=== Provided records ===
'''

//! Content-Disposition header parsing (raw file-name token).

/// Extracts the raw file-name token from a Content-Disposition header value.
///
/// Tried in order:
/// - the first double-quoted substring (`attachment; filename="Go in Action.pdf"`)
/// - everything after the last `=` (`attachment; filename=report.pdf`)
///
/// Returns `None` when neither yields a non-empty value. The token is returned
/// as sent; HTML-unescaping and sanitization happen in `derive_file_name`.
pub fn parse_content_disposition_filename(header_value: &str) -> Option<String> {
    if let Some(quoted) = first_quoted(header_value) {
        if !quoted.is_empty() {
            return Some(quoted.to_string());
        }
    }

    let (_, tail) = header_value.rsplit_once('=')?;
    let tail = tail.trim();
    if tail.is_empty() {
        return None;
    }
    Some(tail.to_string())
}

/// Text between the first pair of double quotes on a single line.
fn first_quoted(value: &str) -> Option<&str> {
    let start = value.find('"')? + 1;
    let rest = &value[start..];
    let end = rest.find('"')?;
    let inner = &rest[..end];
    if inner.contains('\n') {
        return None;
    }
    Some(inner)
}
//! Page fetcher: GET a catalog page and parse it into a queryable document.
//!
//! Runs in the current thread. Transport failures and non-2xx responses
//! surface as `FetchError`. Bodies are decoded by their declared charset
//! (`Content-Type`, then `<meta>`), defaulting to UTF-8 with a windows-1252
//! fallback, so a page in a legacy encoding still parses.

use crate::error::Result;
use crate::http::{check_status, HttpOptions};
use encoding_rs::{Encoding, UTF_8, WINDOWS_1252};
use scraper::Html;

/// How far into the body a `<meta>` charset declaration is looked for.
const META_SNIFF_LEN: usize = 1024;

/// A fetched and parsed HTML page.
pub struct Page {
    /// URL that was requested.
    pub url: String,
    pub document: Html,
}

impl std::fmt::Debug for Page {
    fn fmt(&self, f: &mut std::fmt::Formatter<'_>) -> std::fmt::Result {
        f.debug_struct("Page").field("url", &self.url).finish_non_exhaustive()
    }
}

/// Fetches `url` and parses the body as HTML.
pub fn fetch_page(url: &str, http: &HttpOptions) -> Result<Page> {
    let mut body: Vec<u8> = Vec::new();
    let mut easy = http.easy(url)?;

    let performed = collect_body(&mut easy, &mut body, http);
    http.finish(url, performed)?;

    let status = easy
        .response_code()
        .map_err(|e| crate::http::transport(url, e))?;
    check_status(url, status)?;
    let content_type = easy
        .content_type()
        .map_err(|e| crate::http::transport(url, e))?
        .map(str::to_string);

    let text = decode_body(url, content_type.as_deref(), &body);
    let document = Html::parse_document(&text);
    if !document.errors.is_empty() {
        tracing::debug!(url, recovered = document.errors.len(), "HTML parser recovered from markup errors");
    }
    tracing::debug!(url, bytes = body.len(), "fetched page");

    Ok(Page {
        url: url.to_string(),
        document,
    })
}

fn collect_body(
    easy: &mut curl::easy::Easy,
    body: &mut Vec<u8>,
    http: &HttpOptions,
) -> std::result::Result<(), curl::Error> {
    let mut transfer = easy.transfer();
    transfer.write_function(|data| {
        body.extend_from_slice(data);
        Ok(data.len())
    })?;
    transfer.progress_function(|_, _, _, _| !http.interrupt.is_raised())?;
    transfer.perform()
}

/// Decode a page body to text. Never fails: undecodable bytes become U+FFFD.
pub(crate) fn decode_body(url: &str, content_type: Option<&str>, body: &[u8]) -> String {
    let declared = content_type
        .and_then(charset_param)
        .or_else(|| meta_charset(&body[..body.len().min(META_SNIFF_LEN)]))
        .and_then(|label| Encoding::for_label(label.as_bytes()));

    let encoding = match declared {
        Some(encoding) => encoding,
        None if std::str::from_utf8(body).is_ok() => UTF_8,
        None => {
            tracing::debug!(url, "page is not UTF-8 and declares no charset; using windows-1252");
            WINDOWS_1252
        }
    };

    let (text, used, had_errors) = encoding.decode(body);
    if had_errors {
        tracing::debug!(url, encoding = used.name(), "page contains bytes invalid for its charset");
    }
    text.into_owned()
}

/// `charset` parameter of a `Content-Type` value.
fn charset_param(content_type: &str) -> Option<String> {
    content_type.split(';').skip(1).find_map(|param| {
        let (name, value) = param.split_once('=')?;
        if !name.trim().eq_ignore_ascii_case("charset") {
            return None;
        }
        let value = value.trim().trim_matches(|c| c == '"' || c == '\'');
        (!value.is_empty()).then(|| value.to_string())
    })
}

/// Charset named by a `<meta charset=...>` or `<meta http-equiv ... content="...; charset=...">`
/// in the head of the document.
fn meta_charset(head: &[u8]) -> Option<String> {
    let lower = String::from_utf8_lossy(head).to_ascii_lowercase();
    let mut rest = lower.as_str();
    while let Some(pos) = rest.find("<meta") {
        rest = &rest[pos + 5..];
        let tag = rest.split('>').next().unwrap_or("");
        if let Some(idx) = tag.find("charset=") {
            let value: String = tag[idx + 8..]
                .trim_start_matches(|c| c == '"' || c == '\'')
                .chars()
                .take_while(|c| c.is_ascii_alphanumeric() || matches!(c, '-' | '_' | ':' | '.'))
                .collect();
            if !value.is_empty() {
                return Some(value);
            }
        }
    }
    None
}
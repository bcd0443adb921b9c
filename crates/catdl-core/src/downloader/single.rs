//! Single-stream HTTP GET into a named file, with length verification.
//!
//! The file name and expected size come from the response headers, so the
//! file is only created once the first body bytes (or the end of an empty
//! body) arrive. It is always opened in truncate mode: a retry overwrites
//! whatever a failed attempt left behind.

use super::{DownloadReport, FileMetadata};
use crate::error::{CatalogError, MetadataError, Result};
use crate::http::{check_status, parse_response_head, HttpOptions};
use crate::resolver::DownloadDescriptor;
use crate::url_model::derive_file_name;
use std::cell::RefCell;
use std::fs::File;
use std::io::Write;
use std::path::{Path, PathBuf};
use std::str;
use std::time::Instant;

/// Extract length and file name from the final response's headers.
pub(crate) fn metadata_from_headers(url: &str, lines: &[String]) -> Result<FileMetadata> {
    let head = parse_response_head(lines);
    if let Some(status) = head.status {
        check_status(url, status)?;
    }
    let disposition = head
        .content_disposition
        .ok_or(MetadataError::MissingHeader("Content-Disposition"))?;
    let length = head
        .content_length
        .ok_or(MetadataError::MissingHeader("Content-Length"))?;
    let content_length = length
        .trim()
        .parse::<u64>()
        .map_err(|_| MetadataError::InvalidLength(length.clone()))?;
    let file_name = derive_file_name(&disposition)
        .ok_or_else(|| MetadataError::NoFileName(disposition.clone()))?;
    Ok(FileMetadata {
        content_length,
        content_disposition: disposition,
        file_name,
    })
}

/// Transfer state shared by the header and write callbacks.
struct Sink<'a, 'f> {
    url: &'a str,
    destination_dir: &'a Path,
    on_start: &'f mut (dyn FnMut(&FileMetadata) + 'f),
    headers: Vec<String>,
    open: Option<OpenFile>,
    /// First failure raised inside a callback; the transfer is aborted with it.
    error: Option<CatalogError>,
}

struct OpenFile {
    file: File,
    path: PathBuf,
    metadata: FileMetadata,
    written: u64,
    started: Instant,
}

impl Sink<'_, '_> {
    fn ensure_open(&mut self) -> Result<&mut OpenFile> {
        let open = match self.open.take() {
            Some(open) => open,
            None => self.create()?,
        };
        Ok(self.open.insert(open))
    }

    fn create(&mut self) -> Result<OpenFile> {
        let metadata = metadata_from_headers(self.url, &self.headers)?;
        let path = self.destination_dir.join(&metadata.file_name);
        (self.on_start)(&metadata);
        let file = File::options()
            .write(true)
            .create(true)
            .truncate(true)
            .open(&path)
            .map_err(|e| CatalogError::io(&path, e))?;
        tracing::debug!(path = %path.display(), expected = metadata.content_length, "writing download");
        Ok(OpenFile {
            file,
            path,
            metadata,
            written: 0,
            started: Instant::now(),
        })
    }

    fn accept(&mut self, data: &[u8]) -> Result<()> {
        let open = self.ensure_open()?;
        open.file
            .write_all(data)
            .map_err(|e| CatalogError::io(&open.path, e))?;
        open.written += data.len() as u64;
        Ok(())
    }
}

/// Downloads `descriptor.url` into `destination_dir`, sending the referer.
///
/// Fails with `Integrity` when the stream ends short of (or beyond) the
/// declared `Content-Length`. Partial files are left on disk.
pub fn download_single(
    descriptor: &DownloadDescriptor,
    destination_dir: &Path,
    http: &HttpOptions,
    on_start: &mut dyn FnMut(&FileMetadata),
) -> Result<DownloadReport> {
    let url = descriptor.url.as_str();
    let mut easy = http.easy(url)?;
    easy.referer(&descriptor.referer)
        .map_err(|e| crate::http::transport(url, e))?;

    let sink = RefCell::new(Sink {
        url,
        destination_dir,
        on_start,
        headers: Vec::new(),
        open: None,
        error: None,
    });

    let performed = stream_into(&mut easy, &sink, http);
    let mut sink = sink.into_inner();

    if let Some(err) = sink.error.take() {
        return Err(err);
    }
    match performed {
        // libcurl reports a body shorter than Content-Length as a partial file;
        // that is an integrity failure, not a transport one.
        Err(e) if e.is_partial_file() && sink.open.is_some() && !http.interrupt.is_raised() => {}
        other => http.finish(url, other)?,
    }

    let open = sink.ensure_open()?;
    open.file
        .flush()
        .map_err(|e| CatalogError::io(&open.path, e))?;
    let elapsed = open.started.elapsed();

    let expected = open.metadata.content_length;
    if open.written != expected {
        return Err(CatalogError::Integrity {
            expected,
            received: open.written,
        });
    }

    let report = DownloadReport {
        path: open.path.clone(),
        file_name: open.metadata.file_name.clone(),
        bytes: open.written,
        elapsed,
    };
    let stats = report.stats();
    tracing::info!(
        path = %report.path.display(),
        bytes = report.bytes,
        elapsed_ms = elapsed.as_millis() as u64,
        bytes_per_sec = stats.bytes_per_sec(),
        "download complete"
    );
    Ok(report)
}

fn stream_into(
    easy: &mut curl::easy::Easy,
    sink: &RefCell<Sink<'_, '_>>,
    http: &HttpOptions,
) -> std::result::Result<(), curl::Error> {
    let mut transfer = easy.transfer();
    transfer.header_function(|data| {
        if let Ok(s) = str::from_utf8(data) {
            sink.borrow_mut().headers.push(s.trim_end().to_string());
        }
        true
    })?;
    transfer.write_function(|data| {
        let mut sink = sink.borrow_mut();
        match sink.accept(data) {
            Ok(()) => Ok(data.len()),
            Err(e) => {
                sink.error = Some(e);
                Ok(0) // abort transfer
            }
        }
    })?;
    transfer.progress_function(|_, _, _, _| !http.interrupt.is_raised())?;
    transfer.perform()
}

'''

=== Problem ===
Write out the listing exactly from its first line to the line containing "- the first". Both of those lines belong in the answer.

=== Exercise solution ===
//! Content-Disposition header parsing (raw file-name token).

/// Extracts the raw file-name token from a Content-Disposition header value.
///
/// Tried in order:
/// - the first double-quoted substring (`attachment; filename="Go in Action.pdf"`)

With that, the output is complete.